Disability is almost always a spectacle. A few years ago, the internet was viral with news of a teenager being denied air travel in Ranchi. There was much uproar and outrage. A few weeks ago, a different kind of outrage was sparked when a video of a long line of wheelchairs outside a boarding gate, posted multiple times with different soundtracks, went viral. 30 per cent of Air India passengers flying to the US and the UK reportedly requested wheelchair services, screamed headlines, which were then shared on social media and WhatsApp groups.
Many opinions flew across the internet about the misuse of wheelchairs—with renewed ‘outrage’ framed around issues of access to services and safety. Several media reports called this the ‘new scam,’ reporting how people miraculously healed and no longer needed the wheelchair once they passed areas with long queues. There was a demand that people be charged for these services, to weed out who is ‘misusing’ the system and who has ‘genuine needs.’
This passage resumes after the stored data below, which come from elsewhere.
use std::sync::Arc;
use std::time::Duration;

use async_trait::async_trait;
use tokio::sync::{Notify, Semaphore};
use tokio_util::sync::CancellationToken;
use tokio_util::task::TaskTracker;
use tracing::{debug, info};

use super::queue::{Task, TaskQueue};

/// Executes every task kind except [`Task::Sleep`], which the dispatcher
/// handles itself.
#[async_trait]
pub trait TaskRunner: Send + Sync + 'static {
    async fn run(&self, task: Task);
}

#[derive(Debug, Clone, Copy)]
pub struct SchedulerConfig {
    pub workers: usize,
    pub idle: Duration,
}

/// Cheap handle used to feed the dispatcher from outside.
#[derive(Clone, Debug)]
pub struct SchedulerHandle {
    queue: Arc<TaskQueue>,
    wake: Arc<Notify>,
}

impl SchedulerHandle {
    pub fn queue(&self) -> &Arc<TaskQueue> {
        &self.queue
    }

    /// Queues a reconcile pass and cuts the current or next idle sleep short.
    pub fn request_reconcile(&self) -> bool {
        let queued = self.queue.push(Task::Reconcile);
        self.wake.notify_one();
        queued
    }
}

/// Single dispatcher over a fixed pool of worker permits.
///
/// Pooled tasks hold one permit while they run. Exclusive tasks take all of
/// them, so they start only once every pooled task has finished.
pub struct Scheduler {
    queue: Arc<TaskQueue>,
    wake: Arc<Notify>,
    permits: Arc<Semaphore>,
    workers: u32,
    idle: Duration,
    cancel: CancellationToken,
    tracker: TaskTracker,
}

impl Scheduler {
    pub fn new(queue: Arc<TaskQueue>, config: SchedulerConfig, cancel: CancellationToken) -> Self {
        let workers = config.workers.clamp(1, Semaphore::MAX_PERMITS.min(u32::MAX as usize));
        Self {
            queue,
            wake: Arc::new(Notify::new()),
            permits: Arc::new(Semaphore::new(workers)),
            workers: workers as u32,
            idle: config.idle,
            cancel,
            tracker: TaskTracker::new(),
        }
    }

    pub fn handle(&self) -> SchedulerHandle {
        SchedulerHandle {
            queue: Arc::clone(&self.queue),
            wake: Arc::clone(&self.wake),
        }
    }

    /// Runs until the cancellation token fires, then waits for abandoned
    /// workers to unwind.
    pub async fn run<R: TaskRunner>(self, runner: Arc<R>) {
        info!(workers = self.workers, "dispatcher started");
        loop {
            let task = tokio::select! {
                _ = self.cancel.cancelled() => break,
                task = self.queue.pop() => task,
            };

            if task.is_exclusive() {
                let permits = tokio::select! {
                    _ = self.cancel.cancelled() => break,
                    permits = Arc::clone(&self.permits).acquire_many_owned(self.workers) => permits,
                };
                let Ok(_all) = permits else {
                    break;
                };
                match task {
                    Task::Sleep => self.sleep().await,
                    task => {
                        tokio::select! {
                            _ = self.cancel.cancelled() => break,
                            _ = runner.run(task) => {}
                        }
                    }
                }
            } else {
                let permit = tokio::select! {
                    _ = self.cancel.cancelled() => break,
                    permit = Arc::clone(&self.permits).acquire_owned() => permit,
                };
                let Ok(permit) = permit else {
                    break;
                };
                let runner = Arc::clone(&runner);
                let cancel = self.cancel.clone();
                self.tracker.spawn(async move {
                    tokio::select! {
                        _ = cancel.cancelled() => {}
                        _ = runner.run(task) => {}
                    }
                    drop(permit);
                });
            }
        }

        self.tracker.close();
        self.tracker.wait().await;
        info!("dispatcher stopped");
    }

    async fn sleep(&self) {
        debug!(secs = self.idle.as_secs(), "idle sleep");
        let woken = self.wake.notified();
        tokio::select! {
            _ = tokio::time::sleep(self.idle) => {}
            _ = woken => debug!("idle sleep interrupted"),
            _ = self.cancel.cancelled() => {}
        }
    }
}
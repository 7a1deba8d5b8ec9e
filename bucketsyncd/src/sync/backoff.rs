use std::time::Duration;

/// Retry pacing for temporary remote failures inside a single task.
#[derive(Debug, Clone, Copy)]
pub struct Backoff {
    delay: Duration,
    max: Duration,
    limit: Option<u32>,
}

impl Backoff {
    /// Same delay before every attempt, never giving up.
    pub fn fixed(delay: Duration) -> Self {
        Self {
            delay,
            max: delay,
            limit: None,
        }
    }

    /// Caps the number of retries; `0` keeps retrying forever.
    pub fn with_limit(mut self, limit: u32) -> Self {
        self.limit = (limit > 0).then_some(limit);
        self
    }

    /// Upper bound applied to server supplied `Retry-After` hints.
    pub fn with_max(mut self, max: Duration) -> Self {
        self.max = max.max(self.delay);
        self
    }

    /// Whether retry number `attempt` (starting at 1) may run.
    pub fn allows(&self, attempt: u32) -> bool {
        self.limit.is_none_or(|limit| attempt <= limit)
    }

    pub fn delay(&self, retry_after: Option<Duration>) -> Duration {
        match retry_after {
            Some(hint) => hint.clamp(self.delay, self.max),
            None => self.delay,
        }
    }
}

#[cfg(test)]
mod tests {
    use super::*;

    #[test]
    fn fixed_backoff_is_unbounded_by_default() {
        let backoff = Backoff::fixed(Duration::from_millis(3000));
        assert!(backoff.allows(1));
        assert!(backoff.allows(10_000));
        assert_eq!(backoff.delay(None), Duration::from_millis(3000));
    }

    #[test]
    fn limit_stops_after_configured_retries() {
        let backoff = Backoff::fixed(Duration::from_millis(10)).with_limit(2);
        assert!(backoff.allows(1));
        assert!(backoff.allows(2));
        assert!(!backoff.allows(3));

        let unbounded = Backoff::fixed(Duration::from_millis(10)).with_limit(0);
        assert!(unbounded.allows(99));
    }

    #[test]
    fn retry_after_hint_is_clamped() {
        let backoff = Backoff::fixed(Duration::from_millis(100)).with_max(Duration::from_secs(5));
        assert_eq!(
            backoff.delay(Some(Duration::from_secs(2))),
            Duration::from_secs(2)
        );
        assert_eq!(
            backoff.delay(Some(Duration::from_secs(60))),
            Duration::from_secs(5)
        );
        assert_eq!(
            backoff.delay(Some(Duration::ZERO)),
            Duration::from_millis(100)
        );
    }
}
pub const APP_ID_BASE: &str = "io.bucketsync";

pub const DBUS_NAME_SYNC: &str = "io.bucketsync.Sync1";
pub const DBUS_INTERFACE_SYNC: &str = "io.bucketsync.Sync1";
pub const DBUS_OBJECT_PATH_SYNC: &str = "/io/bucketsync/Sync1";

pub const DBUS_ERROR_NOT_FOUND: &str = "io.bucketsync.Sync1.Error.NotFound";
pub const DBUS_ERROR_INVALID_PATH: &str = "io.bucketsync.Sync1.Error.InvalidPath";
pub const DBUS_ERROR_FAILED: &str = "io.bucketsync.Sync1.Error.Failed";

pub const STATUS_SYNCHRONIZING: &str = "synchronizing";
pub const STATUS_IDLE: &str = "idle";
use std::path::{Component, Path, PathBuf};

use thiserror::Error;

const PARTIAL_SUFFIX: &str = ".partial";

#[derive(Debug, Error)]
pub enum PathError {
    #[error("path is empty")]
    Empty,
    #[error("path contains unsupported component")]
    UnsupportedComponent,
    #[error("path is outside the sync root")]
    OutsideRoot,
    #[error("path is not valid UTF-8")]
    NotUtf8,
    #[error("invalid exclusion pattern: {0}")]
    Pattern(#[from] glob::PatternError),
}

/// Canonical name of `path`: forward-slash separated, relative to `root`,
/// without a trailing slash.
pub fn canonical_name(root: &Path, path: &Path) -> Result<String, PathError> {
    let relative = path.strip_prefix(root).map_err(|_| PathError::OutsideRoot)?;
    let mut parts = Vec::new();
    for component in relative.components() {
        match component {
            Component::Normal(part) => parts.push(part.to_str().ok_or(PathError::NotUtf8)?),
            Component::CurDir => continue,
            Component::RootDir | Component::ParentDir | Component::Prefix(_) => {
                return Err(PathError::UnsupportedComponent);
            }
        }
    }
    if parts.is_empty() {
        return Err(PathError::Empty);
    }
    Ok(parts.join("/"))
}

pub fn local_path_for(root: &Path, name: &str) -> Result<PathBuf, PathError> {
    let trimmed = name.trim_matches('/');
    if trimmed.is_empty() {
        return Err(PathError::Empty);
    }

    let mut out = root.to_path_buf();
    for component in Path::new(trimmed).components() {
        match component {
            Component::Normal(part) => out.push(part),
            Component::CurDir => continue,
            Component::RootDir | Component::ParentDir | Component::Prefix(_) => {
                return Err(PathError::UnsupportedComponent);
            }
        }
    }
    Ok(out)
}

/// Splits a remote object name into its store key and directory flag.
/// Directory placeholders end with `/`.
pub fn split_remote_name(name: &str) -> (&str, bool) {
    match name.strip_suffix('/') {
        Some(key) => (key.trim_end_matches('/'), true),
        None => (name, false),
    }
}

pub fn remote_name_for(key: &str, is_dir: bool) -> String {
    if is_dir {
        format!("{key}/")
    } else {
        key.to_string()
    }
}

pub fn parent_name(name: &str) -> Option<&str> {
    name.rsplit_once('/').map(|(parent, _)| parent)
}

/// Filename patterns that keep untracked local files from being uploaded.
#[derive(Debug, Clone, Default)]
pub struct ExclusionFilter {
    patterns: Vec<glob::Pattern>,
}

impl ExclusionFilter {
    pub fn new<S: AsRef<str>>(patterns: &[S]) -> Result<Self, PathError> {
        let patterns = patterns
            .iter()
            .map(|pattern| pattern.as_ref().trim())
            .filter(|pattern| !pattern.is_empty())
            .map(glob::Pattern::new)
            .collect::<Result<Vec<_>, _>>()?;
        Ok(Self { patterns })
    }

    pub fn is_excluded(&self, name: &str) -> bool {
        let file_name = name.rsplit('/').next().unwrap_or(name);
        file_name.ends_with(PARTIAL_SUFFIX)
            || self
                .patterns
                .iter()
                .any(|pattern| pattern.matches(file_name))
    }
}
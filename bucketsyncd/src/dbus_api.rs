use std::sync::Arc;

use bucketsync_integrations::emblem_for_sync_state;
use bucketsync_integrations::ids::{
    DBUS_ERROR_FAILED, DBUS_ERROR_INVALID_PATH, DBUS_ERROR_NOT_FOUND, STATUS_IDLE,
    STATUS_SYNCHRONIZING,
};
use thiserror::Error;
use tokio::sync::{RwLock, mpsc};
use tracing::debug;
use zbus::{interface, object_server::SignalEmitter};

use crate::sync::index::{StateStore, SyncState};
use crate::sync::notifier::NotifierEvent;

#[derive(Debug, Error)]
pub enum DbusServiceError {
    #[error("path is not tracked")]
    NotFound,
    #[error("invalid path")]
    InvalidPath,
    #[error("operation failed")]
    Failed,
}

pub fn dbus_error_name(err: &DbusServiceError) -> &'static str {
    match err {
        DbusServiceError::NotFound => DBUS_ERROR_NOT_FOUND,
        DbusServiceError::InvalidPath => DBUS_ERROR_INVALID_PATH,
        DbusServiceError::Failed => DBUS_ERROR_FAILED,
    }
}

fn map_to_fdo(err: DbusServiceError) -> zbus::fdo::Error {
    zbus::fdo::Error::Failed(format!("{}: {}", dbus_error_name(&err), err))
}

/// Emblem for a path's state; untracked paths get none.
pub fn emblem_for(state: Option<SyncState>) -> &'static str {
    state
        .map(|state| emblem_for_sync_state(state.as_str()))
        .unwrap_or("")
}

/// Accepts `Docs/a.txt` as well as `/Docs/a.txt`.
fn canonical_query_name(name: &str) -> Result<String, DbusServiceError> {
    let trimmed = name.trim_matches('/');
    if trimmed.is_empty()
        || trimmed
            .split('/')
            .any(|part| part.is_empty() || part == "." || part == "..")
    {
        return Err(DbusServiceError::InvalidPath);
    }
    Ok(trimmed.to_string())
}

pub struct SyncDbusService {
    store: StateStore,
    status: Arc<RwLock<String>>,
}

impl SyncDbusService {
    pub fn new(store: StateStore, status: Arc<RwLock<String>>) -> Self {
        Self { store, status }
    }
}

#[interface(name = "io.bucketsync.Sync1")]
impl SyncDbusService {
    async fn get_status(&self) -> zbus::fdo::Result<String> {
        Ok(self.status.read().await.clone())
    }

    async fn get_state(&self, name: &str) -> zbus::fdo::Result<String> {
        let name = canonical_query_name(name).map_err(map_to_fdo)?;
        match self.store.get(&name).await {
            Ok(Some(record)) => Ok(record.state.as_str().to_string()),
            Ok(None) => Err(map_to_fdo(DbusServiceError::NotFound)),
            Err(err) => {
                debug!(name = %name, error = %err, "state lookup failed");
                Err(map_to_fdo(DbusServiceError::Failed))
            }
        }
    }

    #[zbus(signal)]
    pub async fn status_changed(ctxt: &SignalEmitter<'_>, status: &str) -> zbus::Result<()>;

    #[zbus(signal)]
    pub async fn state_changed(
        ctxt: &SignalEmitter<'_>,
        name: &str,
        state: &str,
        emblem: &str,
    ) -> zbus::Result<()>;
}

/// Drains notifier events into D-Bus signals until every sender is gone.
pub async fn forward_notifications(
    mut rx: mpsc::UnboundedReceiver<NotifierEvent>,
    emitter: SignalEmitter<'static>,
    status: Arc<RwLock<String>>,
) {
    while let Some(event) = rx.recv().await {
        let result = match event {
            NotifierEvent::Synchronizing => {
                *status.write().await = STATUS_SYNCHRONIZING.to_string();
                SyncDbusService::status_changed(&emitter, STATUS_SYNCHRONIZING).await
            }
            NotifierEvent::Idle => {
                *status.write().await = STATUS_IDLE.to_string();
                SyncDbusService::status_changed(&emitter, STATUS_IDLE).await
            }
            NotifierEvent::PathChanged { name, state } => {
                let label = state.map(SyncState::as_str).unwrap_or("untracked");
                SyncDbusService::state_changed(&emitter, &name, label, emblem_for(state)).await
            }
        };
        if let Err(err) = result {
            debug!(error = %err, "failed to emit D-Bus signal");
        }
    }
}
use std::collections::{BTreeMap, HashSet};
use std::io;
use std::path::PathBuf;
use std::sync::Arc;
use std::sync::atomic::{AtomicBool, Ordering};

use async_trait::async_trait;
use thiserror::Error;
use tracing::{debug, info, warn};

use super::backoff::Backoff;
use super::conflict::{ConflictDecision, FileMetadata, resolve_conflict};
use super::index::{StateStore, StoreError, SyncRecord, SyncState};
use super::local_fs::{self, LocalFile};
use super::notifier::SyncNotifier;
use super::paths::{ExclusionFilter, PathError, split_remote_name};
use super::queue::{Task, TaskQueue};
use super::quiescence::LocalActivity;
use super::remote::{RemoteError, RemoteFile, RemoteStore};
use super::scheduler::TaskRunner;

#[path = "engine_ops.rs"]
mod ops;

#[derive(Debug, Error)]
pub enum EngineError {
    #[error("state store error: {0}")]
    Store(#[from] StoreError),
    #[error("remote error: {0}")]
    Remote(#[from] RemoteError),
    #[error("path error: {0}")]
    Path(#[from] PathError),
    #[error("I/O error: {0}")]
    Io(#[from] io::Error),
}

#[derive(Debug, Clone)]
pub struct EngineConfig {
    pub bucket: String,
    pub sync_root: PathBuf,
    pub filter: ExclusionFilter,
    pub backoff: Backoff,
}

/// Counts of what one reconcile pass decided.
#[derive(Debug, Default, Clone, Copy, PartialEq, Eq)]
pub struct PassSummary {
    pub downloads: usize,
    pub uploads: usize,
    pub remote_deletes: usize,
    pub local_deletes: usize,
    pub local_dirs: usize,
    pub remote_dirs: usize,
    pub resolved: usize,
    pub conflicts: usize,
    pub cleaned: usize,
    pub skipped: usize,
}

impl PassSummary {
    pub fn emitted(&self) -> usize {
        self.downloads
            + self.uploads
            + self.remote_deletes
            + self.local_deletes
            + self.local_dirs
            + self.remote_dirs
    }
}

#[derive(Debug, Clone, Copy, PartialEq, Eq)]
pub enum PassOutcome {
    /// Local writes were still settling; the pass re-armed itself.
    Skipped,
    Completed(PassSummary),
}

/// Everything a pass or task touches, shared by reference.
pub struct SyncEngine {
    store: StateStore,
    remote: Arc<dyn RemoteStore>,
    notifier: Arc<dyn SyncNotifier>,
    queue: Arc<TaskQueue>,
    activity: LocalActivity,
    bucket: String,
    sync_root: PathBuf,
    filter: ExclusionFilter,
    backoff: Backoff,
    synchronizing: AtomicBool,
}

struct Pass {
    tasks: Vec<Task>,
    summary: PassSummary,
}

impl SyncEngine {
    pub fn new(
        config: EngineConfig,
        store: StateStore,
        remote: Arc<dyn RemoteStore>,
        notifier: Arc<dyn SyncNotifier>,
        queue: Arc<TaskQueue>,
        activity: LocalActivity,
    ) -> Self {
        Self {
            store,
            remote,
            notifier,
            queue,
            activity,
            bucket: config.bucket,
            sync_root: config.sync_root,
            filter: config.filter,
            backoff: config.backoff,
            synchronizing: AtomicBool::new(false),
        }
    }

    pub fn store(&self) -> &StateStore {
        &self.store
    }

    /// Diffs both listings against the store, queues the resulting tasks and
    /// re-arms itself. Nothing is queued unless the pass committed.
    pub async fn reconcile(&self) -> Result<PassOutcome, EngineError> {
        if self.activity.in_progress() {
            debug!("local changes in progress, postponing reconcile");
            self.queue.push(Task::Sleep);
            self.queue.push(Task::Reconcile);
            return Ok(PassOutcome::Skipped);
        }

        let pass = match self.run_pass().await {
            Ok(pass) => pass,
            Err(err) => {
                if let Err(rollback) = self.store.rollback().await {
                    warn!(error = %rollback, "rollback after failed pass failed");
                }
                return Err(err);
            }
        };

        let emitted = pass.tasks.len();
        self.queue.rearm(pass.tasks);
        self.set_synchronizing(emitted > 0);

        let summary = pass.summary;
        info!(
            downloads = summary.downloads,
            uploads = summary.uploads,
            remote_deletes = summary.remote_deletes,
            local_deletes = summary.local_deletes,
            local_dirs = summary.local_dirs,
            remote_dirs = summary.remote_dirs,
            resolved = summary.resolved,
            conflicts = summary.conflicts,
            cleaned = summary.cleaned,
            skipped = summary.skipped,
            "reconcile pass finished"
        );
        Ok(PassOutcome::Completed(summary))
    }

    fn set_synchronizing(&self, pending: bool) {
        let was = self.synchronizing.swap(pending, Ordering::SeqCst);
        match (was, pending) {
            (false, true) => self.notifier.synchronizing(),
            (true, false) => self.notifier.idle(),
            _ => {}
        }
    }

    async fn run_pass(&self) -> Result<Pass, EngineError> {
        let entries = self.remote.list_entries(&self.bucket).await?;
        let locals = local_fs::walk(&self.sync_root).await?;

        let mut pass = Pass {
            tasks: Vec::new(),
            summary: PassSummary::default(),
        };
        let mut remote = BTreeMap::new();
        let mut unreadable = HashSet::new();
        for entry in entries {
            if !entry.is_decrypted {
                debug!(id = %entry.id, "ignoring entry with undecryptable name");
                continue;
            }
            match RemoteFile::from_entry(&entry) {
                Ok(file) if file.name.is_empty() => {}
                Ok(file) => {
                    remote.insert(file.name.clone(), file);
                }
                Err(err) => {
                    warn!(name = %entry.name, created = %entry.created, error = %err, "skipping entry with bad timestamp");
                    unreadable.insert(split_remote_name(&entry.name).0.to_string());
                    pass.summary.skipped += 1;
                }
            }
        }
        let mut local: BTreeMap<String, LocalFile> = locals
            .into_iter()
            .map(|file| (file.name.clone(), file))
            .collect();

        for record in self.store.all().await? {
            if !remote.contains_key(&record.name)
                && !local.contains_key(&record.name)
                && !unreadable.contains(&record.name)
            {
                debug!(name = %record.name, "dropping record absent on both sides");
                self.store.remove(&record.name).await?;
                pass.summary.cleaned += 1;
            }
        }

        for (name, file) in &remote {
            let tracked = self.store.get(name).await?;
            match local.remove(name) {
                None => self.remote_only(file, tracked, &mut pass).await?,
                Some(local_file) => {
                    self.both_sides(file, &local_file, tracked, &mut pass)
                        .await?
                }
            }
        }

        for (name, file) in local {
            if unreadable.contains(&name) {
                continue;
            }
            let tracked = self.store.get(&name).await?;
            self.local_only(file, tracked, &mut pass).await?;
        }

        self.store.commit().await?;
        Ok(pass)
    }

    async fn remote_only(
        &self,
        file: &RemoteFile,
        tracked: Option<SyncRecord>,
        pass: &mut Pass,
    ) -> Result<(), EngineError> {
        let Some(record) = tracked else {
            return self.fetch(file, pass).await;
        };

        let remote_changed = !file.is_dir && record.remote_created != file.created;
        let fetch_pending = matches!(
            record.state,
            SyncState::ForDownload | SyncState::ForLocalCreateDir
        ) && record.local_modified == 0;

        if remote_changed || fetch_pending {
            self.fetch(file, pass).await
        } else if record.state == SyncState::DownloadFailed {
            if record.local_modified == 0 {
                self.store
                    .mark_download_failed(&file.name, &file.meta())
                    .await?;
                Ok(())
            } else {
                self.fetch(file, pass).await
            }
        } else {
            self.store.mark_for_remote_delete(&file.name).await?;
            pass.tasks.push(Task::DeleteRemote(file.clone()));
            pass.summary.remote_deletes += 1;
            Ok(())
        }
    }

    async fn both_sides(
        &self,
        remote: &RemoteFile,
        local: &LocalFile,
        tracked: Option<SyncRecord>,
        pass: &mut Pass,
    ) -> Result<(), EngineError> {
        let Some(record) = tracked else {
            return self.resolve(remote, local, None, pass).await;
        };
        if remote.is_dir != local.is_dir {
            return self.resolve(remote, local, Some(record.state), pass).await;
        }

        let remote_changed = !remote.is_dir && record.remote_created != remote.created;
        let local_changed = !local.is_dir && record.local_modified != local.modified;
        let fetch_pending = matches!(
            record.state,
            SyncState::ForDownload | SyncState::ForLocalCreateDir | SyncState::Conflict
        );
        let push_pending = matches!(
            record.state,
            SyncState::ForUpload | SyncState::ForRemoteCreateDir
        );

        if (remote_changed && local_changed) || fetch_pending {
            self.resolve(remote, local, Some(record.state), pass).await
        } else if push_pending || (local_changed && !remote_changed) {
            self.push(local, pass).await
        } else if remote_changed {
            self.fetch(remote, pass).await
        } else {
            Ok(())
        }
    }

    async fn local_only(
        &self,
        file: LocalFile,
        tracked: Option<SyncRecord>,
        pass: &mut Pass,
    ) -> Result<(), EngineError> {
        let Some(record) = tracked else {
            if self.filter.is_excluded(&file.name) {
                debug!(name = %file.name, "excluded from upload");
                return Ok(());
            }
            return self.push(&file, pass).await;
        };

        let local_changed = !file.is_dir && record.local_modified != file.modified;
        let push_pending = matches!(
            record.state,
            SyncState::ForUpload | SyncState::ForRemoteCreateDir
        ) && record.remote_created == 0;

        if local_changed || push_pending {
            self.push(&file, pass).await
        } else if record.state == SyncState::UploadFailed && record.remote_created == 0 {
            self.store
                .mark_upload_failed(&file.name, &file.meta())
                .await?;
            Ok(())
        } else {
            self.store.mark_for_local_delete(&file.name).await?;
            pass.summary.local_deletes += 1;
            pass.tasks.push(Task::DeleteLocal(file));
            Ok(())
        }
    }

    async fn resolve(
        &self,
        remote: &RemoteFile,
        local: &LocalFile,
        state: Option<SyncState>,
        pass: &mut Pass,
    ) -> Result<(), EngineError> {
        match resolve_conflict(&FileMetadata::from(remote), &FileMetadata::from(local)) {
            ConflictDecision::Synced => {
                self.store
                    .mark_synced(&remote.name, &remote.meta(), &local.meta())
                    .await?;
                pass.summary.resolved += 1;
                Ok(())
            }
            ConflictDecision::UploadLocal => self.push(local, pass).await,
            ConflictDecision::DownloadRemote => self.fetch(remote, pass).await,
            ConflictDecision::KindMismatch => {
                if state != Some(SyncState::Conflict) {
                    warn!(name = %remote.name, "file and directory share a name");
                    self.store
                        .mark_conflict(&remote.name, &remote.meta(), &local.meta())
                        .await?;
                }
                pass.summary.conflicts += 1;
                Ok(())
            }
        }
    }

    async fn fetch(&self, file: &RemoteFile, pass: &mut Pass) -> Result<(), EngineError> {
        if file.is_dir {
            self.store
                .mark_for_local_create_dir(&file.name, &file.meta())
                .await?;
            pass.tasks.push(Task::CreateLocalDir(file.clone()));
            pass.summary.local_dirs += 1;
        } else {
            self.store
                .mark_for_download(&file.name, &file.meta())
                .await?;
            pass.tasks.push(Task::Download(file.clone()));
            pass.summary.downloads += 1;
        }
        Ok(())
    }

    async fn push(&self, file: &LocalFile, pass: &mut Pass) -> Result<(), EngineError> {
        if file.is_dir {
            self.store
                .mark_for_remote_create_dir(&file.name, &file.meta())
                .await?;
            pass.tasks.push(Task::CreateRemoteDir(file.clone()));
            pass.summary.remote_dirs += 1;
        } else {
            self.store
                .mark_for_upload(&file.name, &file.meta())
                .await?;
            pass.tasks.push(Task::Upload(file.clone()));
            pass.summary.uploads += 1;
        }
        Ok(())
    }
}

#[async_trait]
impl TaskRunner for SyncEngine {
    async fn run(&self, task: Task) {
        let kind = task.kind();
        let name = task.name().unwrap_or_default().to_string();
        debug!(task = kind, name = %name, "task started");
        let result = match task {
            Task::Reconcile => match self.reconcile().await {
                Ok(_) => Ok(()),
                Err(err) => {
                    self.queue.push(Task::Sleep);
                    self.queue.push(Task::Reconcile);
                    Err(err)
                }
            },
            Task::Sleep => Ok(()),
            Task::Download(file) => self.download(&file).await,
            Task::Upload(file) => self.upload(&file).await,
            Task::DeleteRemote(file) => self.delete_remote(&file).await,
            Task::DeleteLocal(file) => self.delete_local(&file).await,
            Task::CreateRemoteDir(file) => self.create_remote_dir(&file).await,
            Task::CreateLocalDir(file) => self.create_local_dir(&file).await,
        };
        if let Err(err) = result {
            warn!(task = kind, name = %name, error = %err, "task failed");
        }
    }
}

#[cfg(test)]
#[path = "engine_tests.rs"]
mod tests;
This is, however, much more than a logistical problem. With the new Directorate General of Civil Aviation (DGCA) guidelines seemingly agreeing and suggesting that those who ‘opt’ to use wheelchair services can pay for them, a deeper set of questions have taken centre stage: what does it mean to be disabled, who is a person with disability, who is allowed to claim disability, and who deserves care. The debate is not simply about safety, efficiency or misuse of resources—it is about disability identity, dignity, and whether we want a society organized around exclusion or shared access for all.

I write this piece not only as a disability researcher but also as a disabled woman who travels alone by air. My entire life, I have struggled with the question of whether I can consider myself disabled or not. It took me several years to accept that a cane would help make walking easier. I can now walk long distances without pain, I no longer have to explain my disability to other people, no longer have to explain why I cannot stand for a long time or struggle to walk long distances when I don’t “look disabled.”
But who decides who needs special assistance?
Why do we think it is fair that some people receive a service for free and others pay? How do we draw the line between who needs to pay to access a space and who deserves free access? Many young people did admit that they requested wheelchair services to help their elderly, non-English speaking parents navigate airports. But who gets to decide that this is not a ‘genuine’ need?
Global regulations on accessible air travel do not limit themselves to disabled people – almost every policy guideline or law refers to persons with disabilities and passengers with reduced mobility. The new DGCA guidelines also do not resolve the question of how we will decide who is opting for the service and who needs it. Can you look at someone and tell who is disabled? What kind of proof would we demand?
These moves will essentially ensure that the power to determine who is disabled is taken away from the disabled person and placed in the hands of airline staff—the charity and pity of strangers rather than the dignity of guaranteed rights. There is almost no financial recourse for being denied services. There is no disincentive for airlines that treat disabled people poorly.
This outrage is not simply about air travel – there are questions about how we choose to live together with our differences, in ways that recognize that everyone has needs. In ways that recognize that anyone – through age, through violence, through accidents, through random chance, through structural harm – can become disabled. The question of how we treat disability is central to how we organize society and democracy.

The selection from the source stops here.